*** DATA SHOWN ***

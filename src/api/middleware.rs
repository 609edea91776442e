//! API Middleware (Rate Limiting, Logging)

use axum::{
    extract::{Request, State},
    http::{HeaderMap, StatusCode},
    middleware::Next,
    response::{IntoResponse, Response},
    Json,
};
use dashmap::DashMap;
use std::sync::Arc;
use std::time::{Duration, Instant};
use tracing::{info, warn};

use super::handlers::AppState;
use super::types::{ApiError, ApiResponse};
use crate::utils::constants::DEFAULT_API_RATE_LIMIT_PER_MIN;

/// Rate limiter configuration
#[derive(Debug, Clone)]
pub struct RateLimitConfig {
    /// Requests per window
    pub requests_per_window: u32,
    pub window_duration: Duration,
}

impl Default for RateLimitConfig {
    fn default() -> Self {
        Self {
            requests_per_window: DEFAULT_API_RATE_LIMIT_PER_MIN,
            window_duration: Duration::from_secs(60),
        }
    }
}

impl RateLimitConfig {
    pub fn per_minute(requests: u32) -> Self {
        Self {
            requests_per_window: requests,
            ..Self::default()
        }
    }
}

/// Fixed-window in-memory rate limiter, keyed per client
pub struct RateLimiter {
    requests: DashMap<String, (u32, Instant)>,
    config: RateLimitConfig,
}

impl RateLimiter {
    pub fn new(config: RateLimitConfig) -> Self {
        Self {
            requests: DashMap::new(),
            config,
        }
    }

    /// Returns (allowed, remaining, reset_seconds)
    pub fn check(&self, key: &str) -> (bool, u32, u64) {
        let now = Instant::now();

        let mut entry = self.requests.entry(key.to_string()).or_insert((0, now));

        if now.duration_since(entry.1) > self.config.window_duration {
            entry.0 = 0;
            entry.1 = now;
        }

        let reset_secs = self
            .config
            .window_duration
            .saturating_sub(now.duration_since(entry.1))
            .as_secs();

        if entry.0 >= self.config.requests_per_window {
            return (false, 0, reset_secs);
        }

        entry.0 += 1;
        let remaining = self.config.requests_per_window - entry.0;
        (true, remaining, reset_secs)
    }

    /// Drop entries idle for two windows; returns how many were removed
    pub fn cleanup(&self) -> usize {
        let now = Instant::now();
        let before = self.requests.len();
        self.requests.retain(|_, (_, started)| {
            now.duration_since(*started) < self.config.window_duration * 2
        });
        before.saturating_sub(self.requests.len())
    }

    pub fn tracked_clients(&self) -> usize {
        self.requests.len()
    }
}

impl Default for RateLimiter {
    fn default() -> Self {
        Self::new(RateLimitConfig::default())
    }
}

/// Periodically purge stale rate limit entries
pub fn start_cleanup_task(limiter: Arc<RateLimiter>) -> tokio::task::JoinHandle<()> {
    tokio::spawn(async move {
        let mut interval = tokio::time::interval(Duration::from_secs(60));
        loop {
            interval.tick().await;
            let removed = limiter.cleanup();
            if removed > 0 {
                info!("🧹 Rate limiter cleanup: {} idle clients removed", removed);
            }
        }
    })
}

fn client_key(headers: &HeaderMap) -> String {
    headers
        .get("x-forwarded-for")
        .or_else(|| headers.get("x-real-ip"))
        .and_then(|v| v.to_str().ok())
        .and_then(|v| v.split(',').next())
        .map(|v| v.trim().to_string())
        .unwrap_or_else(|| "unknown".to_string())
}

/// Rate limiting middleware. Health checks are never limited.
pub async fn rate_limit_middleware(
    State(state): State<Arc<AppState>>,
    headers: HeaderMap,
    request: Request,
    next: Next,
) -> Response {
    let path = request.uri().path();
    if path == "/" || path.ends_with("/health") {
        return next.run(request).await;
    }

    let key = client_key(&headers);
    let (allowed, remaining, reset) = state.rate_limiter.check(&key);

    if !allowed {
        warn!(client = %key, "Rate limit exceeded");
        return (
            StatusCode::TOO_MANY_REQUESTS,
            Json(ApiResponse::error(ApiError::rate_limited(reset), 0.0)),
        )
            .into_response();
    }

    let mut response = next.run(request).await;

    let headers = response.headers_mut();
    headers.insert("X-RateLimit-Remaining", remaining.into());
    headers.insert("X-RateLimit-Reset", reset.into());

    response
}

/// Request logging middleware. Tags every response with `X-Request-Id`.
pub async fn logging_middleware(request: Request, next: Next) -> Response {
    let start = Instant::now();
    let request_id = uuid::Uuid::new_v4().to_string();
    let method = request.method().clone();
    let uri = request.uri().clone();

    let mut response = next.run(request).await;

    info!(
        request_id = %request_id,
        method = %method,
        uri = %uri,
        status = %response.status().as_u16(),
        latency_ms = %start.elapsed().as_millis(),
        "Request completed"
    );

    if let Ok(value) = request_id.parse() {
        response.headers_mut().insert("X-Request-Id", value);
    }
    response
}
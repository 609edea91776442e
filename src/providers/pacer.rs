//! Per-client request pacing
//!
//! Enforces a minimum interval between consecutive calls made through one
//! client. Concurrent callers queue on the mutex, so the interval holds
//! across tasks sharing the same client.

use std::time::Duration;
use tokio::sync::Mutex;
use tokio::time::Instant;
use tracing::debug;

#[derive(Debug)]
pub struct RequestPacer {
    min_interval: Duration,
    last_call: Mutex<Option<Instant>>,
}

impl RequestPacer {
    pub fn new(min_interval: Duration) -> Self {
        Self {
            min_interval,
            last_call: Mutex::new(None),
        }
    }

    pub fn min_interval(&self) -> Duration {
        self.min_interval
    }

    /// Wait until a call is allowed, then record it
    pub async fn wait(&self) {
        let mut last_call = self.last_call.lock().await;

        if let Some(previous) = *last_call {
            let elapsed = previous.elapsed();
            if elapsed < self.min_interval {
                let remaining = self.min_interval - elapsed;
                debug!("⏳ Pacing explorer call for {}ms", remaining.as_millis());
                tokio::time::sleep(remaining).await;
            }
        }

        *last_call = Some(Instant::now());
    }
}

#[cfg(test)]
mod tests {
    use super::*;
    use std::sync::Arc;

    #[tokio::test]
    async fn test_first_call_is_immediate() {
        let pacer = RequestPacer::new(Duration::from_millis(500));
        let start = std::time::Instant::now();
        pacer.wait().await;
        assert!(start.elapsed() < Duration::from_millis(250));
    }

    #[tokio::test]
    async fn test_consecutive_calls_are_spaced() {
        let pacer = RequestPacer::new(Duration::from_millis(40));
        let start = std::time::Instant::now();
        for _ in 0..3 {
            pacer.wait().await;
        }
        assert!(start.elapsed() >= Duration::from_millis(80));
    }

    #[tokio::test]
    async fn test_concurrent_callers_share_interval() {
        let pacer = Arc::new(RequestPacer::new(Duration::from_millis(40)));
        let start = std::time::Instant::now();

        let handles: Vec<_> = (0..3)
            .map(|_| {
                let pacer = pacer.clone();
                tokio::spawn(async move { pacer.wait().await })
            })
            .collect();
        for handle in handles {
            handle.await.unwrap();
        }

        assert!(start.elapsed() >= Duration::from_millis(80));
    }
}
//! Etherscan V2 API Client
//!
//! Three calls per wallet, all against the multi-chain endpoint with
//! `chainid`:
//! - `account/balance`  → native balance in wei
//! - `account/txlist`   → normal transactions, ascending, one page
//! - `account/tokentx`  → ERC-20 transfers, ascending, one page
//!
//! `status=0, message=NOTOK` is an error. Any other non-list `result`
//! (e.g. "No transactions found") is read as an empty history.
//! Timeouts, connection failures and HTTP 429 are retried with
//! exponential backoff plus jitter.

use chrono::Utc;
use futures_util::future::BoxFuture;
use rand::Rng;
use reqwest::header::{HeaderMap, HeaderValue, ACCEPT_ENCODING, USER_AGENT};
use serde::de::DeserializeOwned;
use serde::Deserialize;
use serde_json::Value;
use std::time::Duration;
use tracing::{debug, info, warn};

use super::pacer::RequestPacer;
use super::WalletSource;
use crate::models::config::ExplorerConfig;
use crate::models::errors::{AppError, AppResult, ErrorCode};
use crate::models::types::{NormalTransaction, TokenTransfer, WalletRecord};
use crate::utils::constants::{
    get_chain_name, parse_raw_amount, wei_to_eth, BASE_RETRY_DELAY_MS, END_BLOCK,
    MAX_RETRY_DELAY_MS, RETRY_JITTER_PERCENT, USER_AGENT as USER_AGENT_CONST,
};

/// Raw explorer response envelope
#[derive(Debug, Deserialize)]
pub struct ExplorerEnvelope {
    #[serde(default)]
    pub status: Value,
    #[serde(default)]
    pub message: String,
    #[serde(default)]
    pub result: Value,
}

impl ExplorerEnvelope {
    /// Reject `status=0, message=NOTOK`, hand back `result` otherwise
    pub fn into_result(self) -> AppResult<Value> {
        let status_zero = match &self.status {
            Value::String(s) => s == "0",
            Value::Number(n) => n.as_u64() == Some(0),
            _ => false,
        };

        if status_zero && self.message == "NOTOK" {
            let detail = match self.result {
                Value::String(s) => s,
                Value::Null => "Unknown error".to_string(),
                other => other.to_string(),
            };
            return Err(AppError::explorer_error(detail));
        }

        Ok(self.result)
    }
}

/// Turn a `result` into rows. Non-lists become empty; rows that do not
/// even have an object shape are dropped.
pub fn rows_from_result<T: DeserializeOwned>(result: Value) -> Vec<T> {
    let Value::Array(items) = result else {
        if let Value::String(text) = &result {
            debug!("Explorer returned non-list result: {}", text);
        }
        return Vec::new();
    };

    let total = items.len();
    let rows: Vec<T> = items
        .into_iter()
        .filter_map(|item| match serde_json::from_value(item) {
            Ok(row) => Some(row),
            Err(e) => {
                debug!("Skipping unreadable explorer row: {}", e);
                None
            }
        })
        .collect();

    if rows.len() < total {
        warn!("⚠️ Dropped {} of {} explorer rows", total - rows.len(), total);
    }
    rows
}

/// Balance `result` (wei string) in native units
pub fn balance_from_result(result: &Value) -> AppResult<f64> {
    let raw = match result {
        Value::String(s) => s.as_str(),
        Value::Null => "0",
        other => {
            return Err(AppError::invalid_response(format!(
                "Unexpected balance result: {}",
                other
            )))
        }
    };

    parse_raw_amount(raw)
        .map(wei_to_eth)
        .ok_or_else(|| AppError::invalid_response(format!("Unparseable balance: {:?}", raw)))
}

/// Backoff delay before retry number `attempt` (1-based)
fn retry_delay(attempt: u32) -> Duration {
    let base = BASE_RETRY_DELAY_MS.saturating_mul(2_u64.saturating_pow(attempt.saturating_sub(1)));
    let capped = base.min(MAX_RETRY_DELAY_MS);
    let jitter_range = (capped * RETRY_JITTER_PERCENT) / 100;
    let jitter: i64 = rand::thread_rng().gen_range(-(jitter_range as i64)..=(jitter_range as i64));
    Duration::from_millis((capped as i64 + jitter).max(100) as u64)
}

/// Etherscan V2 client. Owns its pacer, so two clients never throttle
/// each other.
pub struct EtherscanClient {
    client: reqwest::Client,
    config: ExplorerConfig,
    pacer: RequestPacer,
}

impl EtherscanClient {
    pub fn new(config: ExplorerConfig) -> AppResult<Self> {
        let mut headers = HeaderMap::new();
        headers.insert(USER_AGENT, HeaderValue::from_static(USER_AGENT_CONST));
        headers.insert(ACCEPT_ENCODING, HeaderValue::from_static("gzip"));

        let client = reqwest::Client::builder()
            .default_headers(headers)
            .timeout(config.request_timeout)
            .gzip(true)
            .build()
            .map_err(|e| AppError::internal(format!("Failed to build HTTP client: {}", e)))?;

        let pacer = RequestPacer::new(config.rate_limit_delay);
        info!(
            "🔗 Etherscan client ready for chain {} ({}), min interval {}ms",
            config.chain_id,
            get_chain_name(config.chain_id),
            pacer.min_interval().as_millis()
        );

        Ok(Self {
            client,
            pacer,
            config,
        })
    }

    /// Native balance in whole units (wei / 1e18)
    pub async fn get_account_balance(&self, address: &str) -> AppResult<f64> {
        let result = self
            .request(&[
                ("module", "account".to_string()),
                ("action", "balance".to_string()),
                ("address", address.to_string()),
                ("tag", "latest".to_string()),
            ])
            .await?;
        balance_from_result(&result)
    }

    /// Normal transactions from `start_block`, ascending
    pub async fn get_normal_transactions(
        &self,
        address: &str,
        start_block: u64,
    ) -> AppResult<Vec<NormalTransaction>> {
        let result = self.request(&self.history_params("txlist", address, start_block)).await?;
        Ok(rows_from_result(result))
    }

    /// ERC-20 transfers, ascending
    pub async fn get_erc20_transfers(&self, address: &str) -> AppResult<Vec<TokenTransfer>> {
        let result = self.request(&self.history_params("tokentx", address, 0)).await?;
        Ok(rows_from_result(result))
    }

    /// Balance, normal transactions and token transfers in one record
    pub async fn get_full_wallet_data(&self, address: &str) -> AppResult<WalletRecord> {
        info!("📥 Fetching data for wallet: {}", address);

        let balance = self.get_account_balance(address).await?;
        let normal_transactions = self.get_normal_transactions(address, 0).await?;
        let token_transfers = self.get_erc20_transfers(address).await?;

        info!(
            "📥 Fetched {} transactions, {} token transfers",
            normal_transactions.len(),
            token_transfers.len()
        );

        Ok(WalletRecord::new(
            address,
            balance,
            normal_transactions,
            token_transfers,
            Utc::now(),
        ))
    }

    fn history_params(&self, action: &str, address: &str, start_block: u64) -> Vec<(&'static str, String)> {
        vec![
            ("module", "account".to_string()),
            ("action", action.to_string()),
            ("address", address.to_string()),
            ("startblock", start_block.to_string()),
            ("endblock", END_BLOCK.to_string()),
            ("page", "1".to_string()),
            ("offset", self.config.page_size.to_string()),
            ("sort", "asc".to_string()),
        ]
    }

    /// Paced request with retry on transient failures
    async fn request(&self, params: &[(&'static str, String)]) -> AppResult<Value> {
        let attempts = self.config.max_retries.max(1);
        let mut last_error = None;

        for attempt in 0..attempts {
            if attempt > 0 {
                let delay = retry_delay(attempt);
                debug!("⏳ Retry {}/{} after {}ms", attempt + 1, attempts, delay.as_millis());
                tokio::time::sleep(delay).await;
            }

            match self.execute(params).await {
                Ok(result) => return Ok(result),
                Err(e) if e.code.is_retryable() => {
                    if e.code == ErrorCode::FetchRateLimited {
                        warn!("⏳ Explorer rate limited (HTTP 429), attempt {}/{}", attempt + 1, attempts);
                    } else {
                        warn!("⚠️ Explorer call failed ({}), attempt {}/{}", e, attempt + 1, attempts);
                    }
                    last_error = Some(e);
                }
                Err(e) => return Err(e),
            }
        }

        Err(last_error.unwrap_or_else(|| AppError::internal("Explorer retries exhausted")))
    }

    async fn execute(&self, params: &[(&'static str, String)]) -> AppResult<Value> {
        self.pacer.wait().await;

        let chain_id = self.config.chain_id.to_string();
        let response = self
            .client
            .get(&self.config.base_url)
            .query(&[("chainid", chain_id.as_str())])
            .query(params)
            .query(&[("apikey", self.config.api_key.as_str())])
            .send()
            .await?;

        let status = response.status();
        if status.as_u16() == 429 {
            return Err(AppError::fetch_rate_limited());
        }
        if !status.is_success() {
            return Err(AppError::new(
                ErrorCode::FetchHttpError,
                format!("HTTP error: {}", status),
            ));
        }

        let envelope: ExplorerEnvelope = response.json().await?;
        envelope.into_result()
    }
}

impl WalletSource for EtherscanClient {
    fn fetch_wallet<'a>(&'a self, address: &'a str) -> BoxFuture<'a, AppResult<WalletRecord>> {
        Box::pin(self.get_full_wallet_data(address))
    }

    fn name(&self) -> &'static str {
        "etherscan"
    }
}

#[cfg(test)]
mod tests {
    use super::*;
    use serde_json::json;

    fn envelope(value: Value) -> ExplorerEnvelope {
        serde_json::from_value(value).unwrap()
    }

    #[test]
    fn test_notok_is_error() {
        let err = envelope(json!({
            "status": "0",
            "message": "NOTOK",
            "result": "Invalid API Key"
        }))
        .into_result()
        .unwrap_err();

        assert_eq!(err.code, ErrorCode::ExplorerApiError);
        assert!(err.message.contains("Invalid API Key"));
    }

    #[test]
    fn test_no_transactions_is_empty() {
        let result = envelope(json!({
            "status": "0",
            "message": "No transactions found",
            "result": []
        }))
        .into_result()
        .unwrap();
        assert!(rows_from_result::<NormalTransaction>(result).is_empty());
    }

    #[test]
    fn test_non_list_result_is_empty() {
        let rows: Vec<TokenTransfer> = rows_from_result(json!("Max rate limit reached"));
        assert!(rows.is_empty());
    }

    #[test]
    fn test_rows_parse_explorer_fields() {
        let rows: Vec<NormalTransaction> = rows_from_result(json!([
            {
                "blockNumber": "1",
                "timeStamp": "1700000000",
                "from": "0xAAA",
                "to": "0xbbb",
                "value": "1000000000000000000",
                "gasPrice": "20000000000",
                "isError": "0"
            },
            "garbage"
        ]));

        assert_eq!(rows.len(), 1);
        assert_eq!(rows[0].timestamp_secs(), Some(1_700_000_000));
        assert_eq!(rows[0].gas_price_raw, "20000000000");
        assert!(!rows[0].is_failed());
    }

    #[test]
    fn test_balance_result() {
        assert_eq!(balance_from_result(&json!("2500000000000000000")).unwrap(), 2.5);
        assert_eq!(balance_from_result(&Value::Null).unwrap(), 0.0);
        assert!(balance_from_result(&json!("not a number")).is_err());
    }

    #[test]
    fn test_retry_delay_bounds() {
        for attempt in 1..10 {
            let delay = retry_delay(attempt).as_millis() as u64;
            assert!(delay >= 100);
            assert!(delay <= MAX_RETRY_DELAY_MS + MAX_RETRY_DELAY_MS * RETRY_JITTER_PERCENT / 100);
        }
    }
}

*** End of DATA SHOWN ***

### PROBLEM
Write out exactly the lines above from the line with "let balance = self.get_account_balance(address).await?;" through the line with "for attempt in 0..attempts", both of them included, and leave out all other lines.

### YOUR RESPONSE
        let balance = self.get_account_balance(address).await?;
        let normal_transactions = self.get_normal_transactions(address, 0).await?;
        let token_transfers = self.get_erc20_transfers(address).await?;

        info!(
            "📥 Fetched {} transactions, {} token transfers",
            normal_transactions.len(),
            token_transfers.len()
        );

        Ok(WalletRecord::new(
            address,
            balance,
            normal_transactions,
            token_transfers,
            Utc::now(),
        ))
    }

    fn history_params(&self, action: &str, address: &str, start_block: u64) -> Vec<(&'static str, String)> {
        vec![
            ("module", "account".to_string()),
            ("action", action.to_string()),
            ("address", address.to_string()),
            ("startblock", start_block.to_string()),
            ("endblock", END_BLOCK.to_string()),
            ("page", "1".to_string()),
            ("offset", self.config.page_size.to_string()),
            ("sort", "asc".to_string()),
        ]
    }

    /// Paced request with retry on transient failures
    async fn request(&self, params: &[(&'static str, String)]) -> AppResult<Value> {
        let attempts = self.config.max_retries.max(1);
        let mut last_error = None;

        for attempt in 0..attempts {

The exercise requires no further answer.